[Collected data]
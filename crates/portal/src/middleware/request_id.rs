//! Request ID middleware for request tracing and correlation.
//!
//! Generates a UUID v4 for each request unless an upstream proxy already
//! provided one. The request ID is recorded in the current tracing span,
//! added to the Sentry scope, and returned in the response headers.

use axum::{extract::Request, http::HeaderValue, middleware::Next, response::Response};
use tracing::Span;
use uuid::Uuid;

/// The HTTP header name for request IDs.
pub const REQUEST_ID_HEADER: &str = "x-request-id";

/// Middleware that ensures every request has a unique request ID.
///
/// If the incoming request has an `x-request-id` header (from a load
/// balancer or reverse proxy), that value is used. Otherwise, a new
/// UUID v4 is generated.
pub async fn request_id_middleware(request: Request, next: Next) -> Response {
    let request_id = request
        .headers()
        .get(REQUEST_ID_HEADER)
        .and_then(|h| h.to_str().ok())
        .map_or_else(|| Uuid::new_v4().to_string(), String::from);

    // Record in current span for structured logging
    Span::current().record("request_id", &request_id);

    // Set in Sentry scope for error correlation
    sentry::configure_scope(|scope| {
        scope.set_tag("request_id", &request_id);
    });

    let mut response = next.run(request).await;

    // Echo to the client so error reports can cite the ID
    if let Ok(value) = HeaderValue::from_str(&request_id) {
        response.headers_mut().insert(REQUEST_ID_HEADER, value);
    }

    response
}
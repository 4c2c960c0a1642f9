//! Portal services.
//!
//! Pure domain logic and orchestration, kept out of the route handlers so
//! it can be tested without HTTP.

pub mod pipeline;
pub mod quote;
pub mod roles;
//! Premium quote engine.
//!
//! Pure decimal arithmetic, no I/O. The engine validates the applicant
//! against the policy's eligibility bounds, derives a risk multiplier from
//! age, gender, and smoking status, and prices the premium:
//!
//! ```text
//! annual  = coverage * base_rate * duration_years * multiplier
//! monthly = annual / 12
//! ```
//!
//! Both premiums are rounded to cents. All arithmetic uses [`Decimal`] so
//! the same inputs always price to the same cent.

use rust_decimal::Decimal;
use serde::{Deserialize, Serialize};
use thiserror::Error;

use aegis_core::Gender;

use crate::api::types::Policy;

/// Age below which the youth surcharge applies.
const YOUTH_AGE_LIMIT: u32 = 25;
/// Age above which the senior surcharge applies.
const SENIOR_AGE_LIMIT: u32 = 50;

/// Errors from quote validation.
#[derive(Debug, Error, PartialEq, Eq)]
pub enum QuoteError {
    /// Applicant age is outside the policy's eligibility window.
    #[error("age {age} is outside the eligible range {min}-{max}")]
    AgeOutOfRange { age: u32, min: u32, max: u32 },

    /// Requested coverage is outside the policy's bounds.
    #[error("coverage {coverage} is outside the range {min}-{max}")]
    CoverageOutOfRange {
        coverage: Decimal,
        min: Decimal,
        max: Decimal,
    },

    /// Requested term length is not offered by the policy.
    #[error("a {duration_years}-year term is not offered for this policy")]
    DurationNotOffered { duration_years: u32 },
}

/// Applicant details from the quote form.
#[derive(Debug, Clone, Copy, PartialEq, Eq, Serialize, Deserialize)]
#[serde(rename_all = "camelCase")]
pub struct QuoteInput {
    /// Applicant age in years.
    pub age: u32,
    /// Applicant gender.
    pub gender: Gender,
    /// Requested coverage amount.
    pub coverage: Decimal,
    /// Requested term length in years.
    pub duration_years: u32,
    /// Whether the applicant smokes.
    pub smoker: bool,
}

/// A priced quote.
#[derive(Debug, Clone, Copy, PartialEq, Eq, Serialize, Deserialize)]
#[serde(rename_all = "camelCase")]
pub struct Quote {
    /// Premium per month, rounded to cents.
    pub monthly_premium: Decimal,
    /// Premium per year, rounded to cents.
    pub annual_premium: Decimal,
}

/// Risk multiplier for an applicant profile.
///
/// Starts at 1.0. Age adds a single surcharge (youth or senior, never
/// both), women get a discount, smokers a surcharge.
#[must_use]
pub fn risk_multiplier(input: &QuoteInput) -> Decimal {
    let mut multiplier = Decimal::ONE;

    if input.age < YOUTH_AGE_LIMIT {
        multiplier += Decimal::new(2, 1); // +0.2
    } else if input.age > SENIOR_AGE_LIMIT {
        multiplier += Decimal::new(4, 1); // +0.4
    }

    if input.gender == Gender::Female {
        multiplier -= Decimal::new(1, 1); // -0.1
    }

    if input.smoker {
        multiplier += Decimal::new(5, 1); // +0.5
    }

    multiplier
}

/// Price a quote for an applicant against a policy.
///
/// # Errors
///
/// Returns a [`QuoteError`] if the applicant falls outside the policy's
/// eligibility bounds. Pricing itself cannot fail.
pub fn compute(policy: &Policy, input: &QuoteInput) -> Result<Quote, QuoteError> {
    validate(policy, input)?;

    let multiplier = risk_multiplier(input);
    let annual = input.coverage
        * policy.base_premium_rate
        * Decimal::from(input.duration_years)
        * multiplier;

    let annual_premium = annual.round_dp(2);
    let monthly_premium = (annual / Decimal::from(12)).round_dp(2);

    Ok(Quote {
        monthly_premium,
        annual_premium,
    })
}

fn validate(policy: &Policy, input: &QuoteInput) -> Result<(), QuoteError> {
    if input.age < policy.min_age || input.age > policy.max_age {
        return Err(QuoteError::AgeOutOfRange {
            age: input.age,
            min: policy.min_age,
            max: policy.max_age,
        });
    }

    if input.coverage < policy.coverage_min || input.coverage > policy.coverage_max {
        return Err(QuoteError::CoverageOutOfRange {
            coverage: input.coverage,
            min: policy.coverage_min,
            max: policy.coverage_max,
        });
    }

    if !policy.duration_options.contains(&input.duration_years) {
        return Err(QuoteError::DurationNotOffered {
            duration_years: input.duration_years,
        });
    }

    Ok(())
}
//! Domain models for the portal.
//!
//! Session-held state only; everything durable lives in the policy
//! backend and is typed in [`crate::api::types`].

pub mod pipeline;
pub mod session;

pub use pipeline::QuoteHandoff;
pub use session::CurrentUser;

...

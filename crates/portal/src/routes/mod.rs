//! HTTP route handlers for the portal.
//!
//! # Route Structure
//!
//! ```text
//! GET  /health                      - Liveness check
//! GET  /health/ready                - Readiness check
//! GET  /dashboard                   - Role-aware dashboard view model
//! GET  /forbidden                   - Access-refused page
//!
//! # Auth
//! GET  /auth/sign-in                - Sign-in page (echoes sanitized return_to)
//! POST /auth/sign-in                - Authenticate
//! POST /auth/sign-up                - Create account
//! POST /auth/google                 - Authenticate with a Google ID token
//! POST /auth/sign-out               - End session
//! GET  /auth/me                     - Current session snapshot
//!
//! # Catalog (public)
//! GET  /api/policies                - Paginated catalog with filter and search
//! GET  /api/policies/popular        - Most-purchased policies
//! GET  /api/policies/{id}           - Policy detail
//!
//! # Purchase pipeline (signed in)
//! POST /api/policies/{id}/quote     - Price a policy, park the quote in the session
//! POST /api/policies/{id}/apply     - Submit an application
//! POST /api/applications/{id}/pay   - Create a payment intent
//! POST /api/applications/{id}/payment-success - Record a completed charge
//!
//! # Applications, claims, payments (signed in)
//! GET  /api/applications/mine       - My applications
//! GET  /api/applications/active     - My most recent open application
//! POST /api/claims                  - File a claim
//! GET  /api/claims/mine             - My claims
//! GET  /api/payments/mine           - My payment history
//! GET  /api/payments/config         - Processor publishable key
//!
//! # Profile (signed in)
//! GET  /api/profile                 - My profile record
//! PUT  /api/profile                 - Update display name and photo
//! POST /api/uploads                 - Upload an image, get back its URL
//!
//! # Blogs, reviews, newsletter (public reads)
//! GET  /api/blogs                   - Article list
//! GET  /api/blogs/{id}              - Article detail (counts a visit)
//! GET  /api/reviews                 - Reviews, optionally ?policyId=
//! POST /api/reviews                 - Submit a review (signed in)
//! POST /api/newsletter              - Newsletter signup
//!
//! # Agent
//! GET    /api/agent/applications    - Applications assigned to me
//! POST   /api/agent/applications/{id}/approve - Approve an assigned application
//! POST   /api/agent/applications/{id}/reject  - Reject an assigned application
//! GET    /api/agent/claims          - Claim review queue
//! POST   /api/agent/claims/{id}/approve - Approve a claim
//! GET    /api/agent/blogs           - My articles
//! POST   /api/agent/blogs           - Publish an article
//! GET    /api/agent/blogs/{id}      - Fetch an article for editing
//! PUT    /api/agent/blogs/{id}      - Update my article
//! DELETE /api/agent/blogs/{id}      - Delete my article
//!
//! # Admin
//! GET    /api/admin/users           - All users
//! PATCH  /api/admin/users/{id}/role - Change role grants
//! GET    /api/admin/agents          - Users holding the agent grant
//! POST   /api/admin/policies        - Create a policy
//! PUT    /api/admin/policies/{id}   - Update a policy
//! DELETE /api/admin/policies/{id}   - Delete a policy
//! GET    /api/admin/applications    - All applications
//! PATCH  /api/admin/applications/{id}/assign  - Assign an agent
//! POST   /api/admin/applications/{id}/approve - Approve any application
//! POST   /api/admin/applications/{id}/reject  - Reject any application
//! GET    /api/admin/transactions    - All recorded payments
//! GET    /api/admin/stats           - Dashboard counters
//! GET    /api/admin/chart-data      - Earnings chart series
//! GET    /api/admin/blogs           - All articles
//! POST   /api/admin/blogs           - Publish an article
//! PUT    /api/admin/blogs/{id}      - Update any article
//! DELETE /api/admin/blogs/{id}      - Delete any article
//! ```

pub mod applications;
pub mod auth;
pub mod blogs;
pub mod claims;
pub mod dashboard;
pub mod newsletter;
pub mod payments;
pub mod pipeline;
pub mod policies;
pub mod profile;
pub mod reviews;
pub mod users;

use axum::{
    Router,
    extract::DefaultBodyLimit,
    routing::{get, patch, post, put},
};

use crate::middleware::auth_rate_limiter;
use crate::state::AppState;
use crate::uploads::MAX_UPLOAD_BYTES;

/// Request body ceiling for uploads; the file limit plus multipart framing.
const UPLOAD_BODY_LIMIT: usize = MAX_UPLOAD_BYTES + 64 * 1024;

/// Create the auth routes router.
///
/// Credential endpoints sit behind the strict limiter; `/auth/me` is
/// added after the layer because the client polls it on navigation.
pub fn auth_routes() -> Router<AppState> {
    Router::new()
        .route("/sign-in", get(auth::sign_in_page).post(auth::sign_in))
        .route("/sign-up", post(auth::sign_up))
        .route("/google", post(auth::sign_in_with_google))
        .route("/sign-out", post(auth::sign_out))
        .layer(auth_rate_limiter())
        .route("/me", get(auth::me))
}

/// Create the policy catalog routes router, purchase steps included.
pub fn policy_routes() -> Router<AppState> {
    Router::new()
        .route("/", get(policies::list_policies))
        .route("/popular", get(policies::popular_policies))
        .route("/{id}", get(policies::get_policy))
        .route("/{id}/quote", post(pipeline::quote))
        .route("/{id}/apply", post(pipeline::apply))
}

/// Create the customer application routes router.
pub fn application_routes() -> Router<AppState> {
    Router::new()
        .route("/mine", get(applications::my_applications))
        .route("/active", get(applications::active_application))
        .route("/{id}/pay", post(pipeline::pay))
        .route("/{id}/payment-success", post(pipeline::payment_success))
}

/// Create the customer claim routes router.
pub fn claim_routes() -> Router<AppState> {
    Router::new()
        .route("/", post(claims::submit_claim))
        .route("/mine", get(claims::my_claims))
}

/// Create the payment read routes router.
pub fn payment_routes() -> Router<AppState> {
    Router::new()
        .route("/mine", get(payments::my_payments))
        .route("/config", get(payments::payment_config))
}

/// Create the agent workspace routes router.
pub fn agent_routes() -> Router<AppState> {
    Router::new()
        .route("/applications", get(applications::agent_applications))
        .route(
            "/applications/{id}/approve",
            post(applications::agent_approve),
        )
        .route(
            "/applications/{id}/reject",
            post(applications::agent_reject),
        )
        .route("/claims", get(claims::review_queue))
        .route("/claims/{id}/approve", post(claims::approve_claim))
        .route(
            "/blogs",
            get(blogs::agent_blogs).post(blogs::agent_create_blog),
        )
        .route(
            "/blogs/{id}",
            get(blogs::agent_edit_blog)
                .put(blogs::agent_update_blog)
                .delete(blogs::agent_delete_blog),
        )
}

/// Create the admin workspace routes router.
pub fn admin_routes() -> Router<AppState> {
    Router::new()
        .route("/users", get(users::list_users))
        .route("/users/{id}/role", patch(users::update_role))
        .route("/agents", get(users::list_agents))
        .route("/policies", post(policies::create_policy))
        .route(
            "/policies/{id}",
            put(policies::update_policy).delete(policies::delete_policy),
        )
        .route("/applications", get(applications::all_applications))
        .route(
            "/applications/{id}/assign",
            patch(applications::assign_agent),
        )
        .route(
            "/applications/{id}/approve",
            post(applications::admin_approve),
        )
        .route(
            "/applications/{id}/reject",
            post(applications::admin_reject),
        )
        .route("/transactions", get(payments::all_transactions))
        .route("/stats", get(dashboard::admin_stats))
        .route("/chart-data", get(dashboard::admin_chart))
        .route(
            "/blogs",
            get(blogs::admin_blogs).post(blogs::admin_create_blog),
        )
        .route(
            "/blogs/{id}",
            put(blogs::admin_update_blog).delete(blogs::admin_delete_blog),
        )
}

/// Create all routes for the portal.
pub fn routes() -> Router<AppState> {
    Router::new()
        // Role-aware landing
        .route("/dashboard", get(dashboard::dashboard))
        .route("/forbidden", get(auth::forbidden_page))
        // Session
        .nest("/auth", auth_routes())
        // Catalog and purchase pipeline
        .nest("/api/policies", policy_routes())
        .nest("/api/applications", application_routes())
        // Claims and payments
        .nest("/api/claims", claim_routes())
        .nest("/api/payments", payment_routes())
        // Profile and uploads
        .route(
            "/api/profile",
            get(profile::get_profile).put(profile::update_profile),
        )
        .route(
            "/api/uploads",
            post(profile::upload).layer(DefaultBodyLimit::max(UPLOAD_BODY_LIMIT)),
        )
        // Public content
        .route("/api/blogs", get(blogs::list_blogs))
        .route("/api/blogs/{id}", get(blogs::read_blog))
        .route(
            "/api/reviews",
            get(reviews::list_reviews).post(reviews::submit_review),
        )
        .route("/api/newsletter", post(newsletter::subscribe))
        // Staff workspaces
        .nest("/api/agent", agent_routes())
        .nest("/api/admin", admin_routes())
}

* [What you will do] Output only an exact transcription of the lines above from the one with "filename crates/portal/src/middleware/request_id.rs" up to and including the one with "use rust_decimal::Decimal;".

* [Solution to this problem]
filename crates/portal/src/middleware/request_id.rs
//! Request ID middleware for request tracing and correlation.
//!
//! Generates a UUID v4 for each request unless an upstream proxy already
//! provided one. The request ID is recorded in the current tracing span,
//! added to the Sentry scope, and returned in the response headers.

use axum::{extract::Request, http::HeaderValue, middleware::Next, response::Response};
use tracing::Span;
use uuid::Uuid;

/// The HTTP header name for request IDs.
pub const REQUEST_ID_HEADER: &str = "x-request-id";

/// Middleware that ensures every request has a unique request ID.
///
/// If the incoming request has an `x-request-id` header (from a load
/// balancer or reverse proxy), that value is used. Otherwise, a new
/// UUID v4 is generated.
pub async fn request_id_middleware(request: Request, next: Next) -> Response {
    let request_id = request
        .headers()
        .get(REQUEST_ID_HEADER)
        .and_then(|h| h.to_str().ok())
        .map_or_else(|| Uuid::new_v4().to_string(), String::from);

    // Record in current span for structured logging
    Span::current().record("request_id", &request_id);

    // Set in Sentry scope for error correlation
    sentry::configure_scope(|scope| {
        scope.set_tag("request_id", &request_id);
    });

    let mut response = next.run(request).await;

    // Echo to the client so error reports can cite the ID
    if let Ok(value) = HeaderValue::from_str(&request_id) {
        response.headers_mut().insert(REQUEST_ID_HEADER, value);
    }

    response
}
repository 4c2c960c0a1642f9
//! Portal services.
//!
//! Pure domain logic and orchestration, kept out of the route handlers so
//! it can be tested without HTTP.

pub mod pipeline;
pub mod quote;
pub mod roles;
//! Premium quote engine.
//!
//! Pure decimal arithmetic, no I/O. The engine validates the applicant
//! against the policy's eligibility bounds, derives a risk multiplier from
//! age, gender, and smoking status, and prices the premium:
//!
//! ```text
//! annual  = coverage * base_rate * duration_years * multiplier
//! monthly = annual / 12
//! ```
//!
//! Both premiums are rounded to cents. All arithmetic uses [`Decimal`] so
//! the same inputs always price to the same cent.

use rust_decimal::Decimal;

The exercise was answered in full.